Search the records for the word "unusable". Copy every line where it appears.

Stored data
┌──

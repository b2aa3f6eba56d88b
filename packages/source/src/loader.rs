//! Cached CSV loader.
//!
//! Reads the merged `date,latitude,longitude,severity` CSV produced by
//! [`crate::cache::build_cache`]. Files written by earlier tooling with
//! `lat`/`lon`/`sev` headers and an extra index column are accepted too.

use std::io::Read;
use std::path::Path;

use bridge_accidents_accident_models::AccidentRecord;
use serde::Deserialize;

use crate::SourceError;
use crate::parsing::parse_record;

/// Header names the loader accepts for each required column.
const COLUMNS: &[(&str, &[&str])] = &[
    ("date", &["date"]),
    ("latitude", &["latitude", "lat"]),
    ("longitude", &["longitude", "lon", "lng"]),
    ("severity", &["severity", "sev"]),
];

/// A raw cached row. Every field is kept as text so bad cells drop the row
/// (or, for severity, just the code) instead of failing the whole file.
#[derive(Debug, Deserialize)]
struct CachedRow {
    #[serde(default)]
    date: String,
    #[serde(default, alias = "lat")]
    latitude: String,
    #[serde(default, alias = "lon", alias = "lng")]
    longitude: String,
    #[serde(default, alias = "sev")]
    severity: String,
}

impl CachedRow {
    fn to_record(&self) -> Option<AccidentRecord> {
        parse_record(&self.date, &self.latitude, &self.longitude, &self.severity)
    }
}

/// Records read from a cached CSV, with bookkeeping for dropped rows.
#[derive(Debug, Clone, Default)]
pub struct LoadedRecords {
    /// Successfully parsed records, in file order.
    pub records: Vec<AccidentRecord>,
    /// Number of data rows encountered.
    pub rows_read: u64,
    /// Rows dropped for unusable dates or coordinates.
    pub dropped: u64,
}

/// Loads accident records from a cached CSV file.
///
/// # Errors
///
/// Returns [`SourceError`] if the file cannot be opened, the header is
/// missing a required column, or the CSV itself is malformed.
pub fn load_records(path: &Path) -> Result<LoadedRecords, SourceError> {
    let file = std::fs::File::open(path).map_err(|e| SourceError::io(path, e))?;
    let loaded = read_records(file, path)?;

    log::info!(
        "Loaded {} records from {} ({} of {} rows dropped)",
        loaded.records.len(),
        path.display(),
        loaded.dropped,
        loaded.rows_read
    );

    Ok(loaded)
}

/// Reads accident records from any CSV source. `path` is used for error
/// messages only.
///
/// # Errors
///
/// Returns [`SourceError`] if the header is missing a required column or
/// the CSV is malformed.
pub fn read_records(reader: impl Read, path: &Path) -> Result<LoadedRecords, SourceError> {
    let mut csv_reader = csv::ReaderBuilder::new()
        .flexible(true)
        .trim(csv::Trim::All)
        .from_reader(reader);

    let headers = csv_reader
        .headers()
        .map_err(|e| SourceError::csv(path, e))?
        .clone();
    for &(column, names) in COLUMNS {
        if !headers.iter().any(|h| names.contains(&h)) {
            return Err(SourceError::MissingColumn {
                path: path.display().to_string(),
                column,
            });
        }
    }

    let mut loaded = LoadedRecords::default();
    for result in csv_reader.deserialize::<CachedRow>() {
        loaded.rows_read += 1;
        let row = match result {
            Ok(r) => r,
            Err(e) => {
                log::trace!("  skipping malformed row: {e}");
                loaded.dropped += 1;
                continue;
            }
        };

        if let Some(record) = row.to_record() {
            loaded.records.push(record);
        } else {
            log::trace!("  dropping unusable row: {row:?}");
            loaded.dropped += 1;
        }
    }

    log::debug!(
        "Read {} rows from {}, dropped {}",
        loaded.rows_read,
        path.display(),
        loaded.dropped
    );

    Ok(loaded)
}

#[cfg(test)]
mod tests {
    use bridge_accidents_accident_models::SeverityCode;

    use super::*;

    fn read(csv: &str) -> Result<LoadedRecords, SourceError> {
        read_records(csv.as_bytes(), Path::new("test.csv"))
    }

    #[test]
    fn reads_cached_rows() {
        let loaded = read(
            "date,latitude,longitude,severity\n\
             2007-01-28,44.9400,-93.0760,2\n\
             2018-12-26,44.9520,-93.0820,4\n",
        )
        .unwrap();
        assert_eq!(loaded.records.len(), 2);
        assert_eq!(loaded.rows_read, 2);
        assert_eq!(loaded.dropped, 0);
        assert_eq!(loaded.records[1].date.to_string(), "2018-12-26");
    }

    #[test]
    fn drops_placeholder_and_zero_coordinates() {
        let loaded = read(
            "date,latitude,longitude,severity\n\
             2007-01-28,44.9400,.,2\n\
             2007-02-01,0,0,2\n\
             2007-02-02,abc,-93.07,2\n\
             2007-02-03,44.9400,-93.0760,1\n",
        )
        .unwrap();
        assert_eq!(loaded.records.len(), 1);
        assert_eq!(loaded.dropped, 3);
    }

    #[test]
    fn keeps_rows_with_blank_or_unreadable_severity() {
        let loaded = read(
            "date,latitude,longitude,severity\n\
             2007-01-28,44.94,-93.07,\n\
             2007-01-29,44.94,-93.07,2\n\
             2007-01-30,44.94,-93.07,n/a\n",
        )
        .unwrap();
        assert_eq!(loaded.rows_read, 3);
        assert_eq!(loaded.dropped, 0);
        let severities: Vec<_> = loaded.records.iter().map(|r| r.severity).collect();
        assert_eq!(severities, [None, Some(SeverityCode(2)), None]);
    }

    #[test]
    fn accepts_short_headers_and_index_column() {
        let loaded = read(
            "index,date,lat,lon,sev\n\
             0,2010-12-28 00:00:00,44.94,-93.07,3\n",
        )
        .unwrap();
        assert_eq!(loaded.records.len(), 1);
        assert_eq!(loaded.records[0].date.to_string(), "2010-12-28");
    }

    #[test]
    fn drops_short_rows() {
        let loaded = read(
            "date,latitude,longitude,severity\n\
             2007-01-28,44.94\n\
             2007-01-29,44.94,-93.07,2\n",
        )
        .unwrap();
        assert_eq!(loaded.records.len(), 1);
        assert_eq!(loaded.dropped, 1);
    }

    #[test]
    fn rejects_missing_column() {
        let err = read("date,latitude,severity\n2007-01-28,44.94,2\n").unwrap_err();
        assert!(matches!(
            err,
            SourceError::MissingColumn {
                column: "longitude",
                ..
            }
        ));
    }

    #[test]
    fn loads_from_disk() {
        let tmp = std::env::temp_dir().join("bridge_accidents_loader_test");
        let _ = std::fs::remove_dir_all(&tmp);
        std::fs::create_dir_all(&tmp).unwrap();

        let path = tmp.join("cached.csv");
        std::fs::write(
            &path,
            "date,latitude,longitude,severity\n2016-04-03,44.95,-93.08,2\n",
        )
        .unwrap();

        let loaded = load_records(&path).unwrap();
        assert_eq!(loaded.records.len(), 1);

        assert!(load_records(&tmp.join("missing.csv")).is_err());

        let _ = std::fs::remove_dir_all(&tmp);
    }
}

└──

» **Exercise answer**
    /// Rows dropped for unusable dates or coordinates.
            log::trace!("  dropping unusable row: {row:?}");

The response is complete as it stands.